In her TED talk on gaming for a better world, Jane McGonigal from the Institute for the Future discusses the idea of harnessing the energy and passion many people bring to games to solving these real-world problems. Her group has worked on games like World Without Oil and Evoke, which stress the genuine nature of the problems players face, encourage them to make changes in the way they actually live, and offer, in some cases, real rewards (Evoke players can earn travel scholarships and even seed funding for new ventures). The game world and the real world are not sharply differentiated. Instead, this is a hybrid model, where what begins as a game starts to infiltrate the player's real life in powerful ways. While these models aren't perfect, I think this kind of experience--part game, part real-world undertaking--will be what is needed to make games meaningful learning experiences that are also relevant beyond the game universe. If we get it right, we can give students the best of both modalities: the immediate feedback, exploratory opportunities, and leveled learning challenges of games combined with the opportunity to have a genuine impact.

Dewey Redux

"How can teachers build on learners' everyday experiences in Web 2.0-enabled contexts to engage them better in content area learning and prepare them for the future?" asks a paper by Greenhow, Robelia, and Hughes (2009, p. 250). The word that caught my eye here was "build." A century ago, John Dewey wrote convincingly that in order to be meaningful, education must always be situated within the context of a leaner's experience, past and future. This insight seems obvious, so it's surprising how often it actually is overlooked. Plenty of research indicates that while today's youth live in a world increasingly saturated by digital media and communications, schools remain stuck in outdated Web 1.0 learning paradigms that have little connection to learners' lives.

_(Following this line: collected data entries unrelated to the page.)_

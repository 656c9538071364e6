//! Stream framing for multi-frame messages.
//!
//! A message is written as a big-endian `u32` frame count, followed by each
//! frame as a big-endian `u32` length and the frame bytes. Decoded frames are
//! zero-copy slices of the read buffer.

use bytes::{Buf, BufMut, BytesMut};
use tokio_util::codec::{Decoder, Encoder};

use super::{CodecError, Frames};

const HEADER_LEN: usize = std::mem::size_of::<u32>();

/// Upper bound on the number of frames in one message.
pub const MAX_FRAMES: usize = 16;

/// Upper bound on the size of one frame.
pub const MAX_FRAME_LEN: usize = 64 * 1024 * 1024;

/// Encodes [`Frames`] into a byte stream, and decodes them back.
#[derive(Debug, Default, Clone, Copy)]
pub struct FrameCodec;

impl FrameCodec {
    /// Scan the buffered bytes for one complete message.
    ///
    /// Returns the total message length, or the number of bytes needed before
    /// another attempt is worthwhile.
    fn scan(src: &[u8]) -> Result<Scan, CodecError> {
        let mut cursor = src;
        if cursor.remaining() < HEADER_LEN {
            return Ok(Scan::Incomplete(HEADER_LEN));
        }

        let count = cursor.get_u32() as usize;
        if count == 0 {
            return Err(CodecError::Empty);
        }
        if count > MAX_FRAMES {
            return Err(CodecError::TooManyFrames(count));
        }

        let mut total = HEADER_LEN;
        for _ in 0..count {
            if cursor.remaining() < HEADER_LEN {
                return Ok(Scan::Incomplete(total + HEADER_LEN));
            }
            let len = cursor.get_u32() as usize;
            if len > MAX_FRAME_LEN {
                return Err(CodecError::FrameTooLarge(len));
            }
            total += HEADER_LEN + len;
            if cursor.remaining() < len {
                return Ok(Scan::Incomplete(total));
            }
            cursor.advance(len);
        }

        Ok(Scan::Complete { total, count })
    }
}

enum Scan {
    Incomplete(usize),
    Complete { total: usize, count: usize },
}

impl Decoder for FrameCodec {
    type Item = Frames;
    type Error = CodecError;

    fn decode(&mut self, src: &mut BytesMut) -> Result<Option<Frames>, CodecError> {
        let (total, count) = match Self::scan(src)? {
            Scan::Incomplete(needed) => {
                src.reserve(needed.saturating_sub(src.len()));
                return Ok(None);
            }
            Scan::Complete { total, count } => (total, count),
        };

        let mut message = src.split_to(total).freeze();
        message.advance(HEADER_LEN);

        let mut frames = Vec::with_capacity(count);
        for _ in 0..count {
            let len = message.get_u32() as usize;
            frames.push(message.split_to(len));
        }
        Ok(Some(frames))
    }
}

impl Encoder<Frames> for FrameCodec {
    type Error = CodecError;

    fn encode(&mut self, frames: Frames, dst: &mut BytesMut) -> Result<(), CodecError> {
        if frames.is_empty() {
            return Err(CodecError::Empty);
        }
        if frames.len() > MAX_FRAMES {
            return Err(CodecError::TooManyFrames(frames.len()));
        }
        if let Some(frame) = frames.iter().find(|f| f.len() > MAX_FRAME_LEN) {
            return Err(CodecError::FrameTooLarge(frame.len()));
        }

        let size = HEADER_LEN + frames.iter().map(|f| HEADER_LEN + f.len()).sum::<usize>();
        dst.reserve(size);
        dst.put_u32(frames.len() as u32);
        for frame in &frames {
            dst.put_u32(frame.len() as u32);
            dst.put_slice(frame);
        }
        Ok(())
    }
}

So schools need to reboot for a Web 2.0 world; but more than that, they need to realize that many students have developed a diverse array of digital literacy skills before they even set foot in the classroom (youths' sophisticated copying and pasting in MySpace is one example cited by Greenhow et. al.). What does it mean for teachers to build on those skills? The fact that students arrive with enormously varying interests and degrees of access complicates the problem; schools must be prepared to cope with students who have never so much as used software to remove the red-eye from a digital snapshot and those who are old pros at creating and publishing on YouTube film clip mash-ups. Students need avenues for building basic Web 2.0 skills, but all of them, even the most proficient, must also be challenged to use those skills in new ways that align with educational goals. There is no way teachers can customize the curriculum for every student, nor can they possibly anticipate the spread of digital media proficiencies their students may have acquired.

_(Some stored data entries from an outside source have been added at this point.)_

//! Redis backed [`IntermediateStore`].
//!
//! Values live in one Redis list per intermediate key (`RPUSH` is an atomic
//! append), and a set indexes the keys. All entries of one store share a
//! random namespace, so concurrent jobs on the same server do not collide.

use anyhow::{Context, Result};
use async_trait::async_trait;
use bytes::Bytes;
use redis::{aio::ConnectionManager, AsyncCommands};
use tracing::info;

use super::IntermediateStore;
use crate::common::{random_token, KeyValue};

const NAMESPACE_LEN: usize = 12;

pub struct RedisStore {
    conn: ConnectionManager,
    namespace: String,
}

impl RedisStore {
    pub async fn connect(url: &str) -> Result<Self> {
        let client = redis::Client::open(url).context("invalid Redis URL")?;
        let conn = ConnectionManager::new(client)
            .await
            .with_context(|| format!("failed to connect to {url}"))?;
        let namespace = format!("kaylee:{}", random_token(NAMESPACE_LEN));
        info!(%namespace, "staging intermediate results in Redis");
        Ok(Self { conn, namespace })
    }

    fn index_key(&self) -> String {
        format!("{}:keys", self.namespace)
    }

    fn list_key(&self, key: &[u8]) -> Vec<u8> {
        let mut list = format!("{}:values:", self.namespace).into_bytes();
        list.extend_from_slice(key);
        list
    }
}

#[async_trait]
impl IntermediateStore for RedisStore {
    async fn append(&mut self, key: Bytes, value: Bytes) -> Result<()> {
        self.extend(vec![KeyValue { key, value }]).await
    }

    async fn extend(&mut self, pairs: Vec<KeyValue>) -> Result<()> {
        if pairs.is_empty() {
            return Ok(());
        }

        let index = self.index_key();
        let mut pipe = redis::pipe();
        pipe.atomic();
        for KeyValue { key, value } in &pairs {
            pipe.sadd(&index, &key[..]).ignore();
            pipe.rpush(self.list_key(key), &value[..]).ignore();
        }
        let () = pipe.query_async(&mut self.conn).await?;
        Ok(())
    }

    async fn get(&mut self, key: &[u8]) -> Result<Vec<Bytes>> {
        let list = self.list_key(key);
        let values: Vec<Vec<u8>> = self.conn.lrange(list, 0, -1).await?;
        Ok(values.into_iter().map(Bytes::from).collect())
    }

    async fn keys(&mut self) -> Result<Vec<Bytes>> {
        let index = self.index_key();
        let keys: Vec<Vec<u8>> = self.conn.smembers(index).await?;
        Ok(keys.into_iter().map(Bytes::from).collect())
    }

    async fn clear(&mut self) -> Result<()> {
        let keys = self.keys().await?;
        let mut doomed: Vec<Vec<u8>> = keys.iter().map(|key| self.list_key(key)).collect();
        doomed.push(self.index_key().into_bytes());
        let _: usize = self.conn.del(doomed).await?;
        Ok(())
    }
}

The best way out of this fix seems to be a re-imagined role for teachers, in which they set open-ended problems and suggest directions of action or inquiry, allowing room along the way for students to develop the skills that best meet their needs. For teachers and administrators to attempt to discern what individual students know and do not know and then build curricula around their best guesses is a Sisyphean endeavor; if, on the hand, students are given problems to solve that naturally draw on existing skills, the dilemma begins to sort itself out.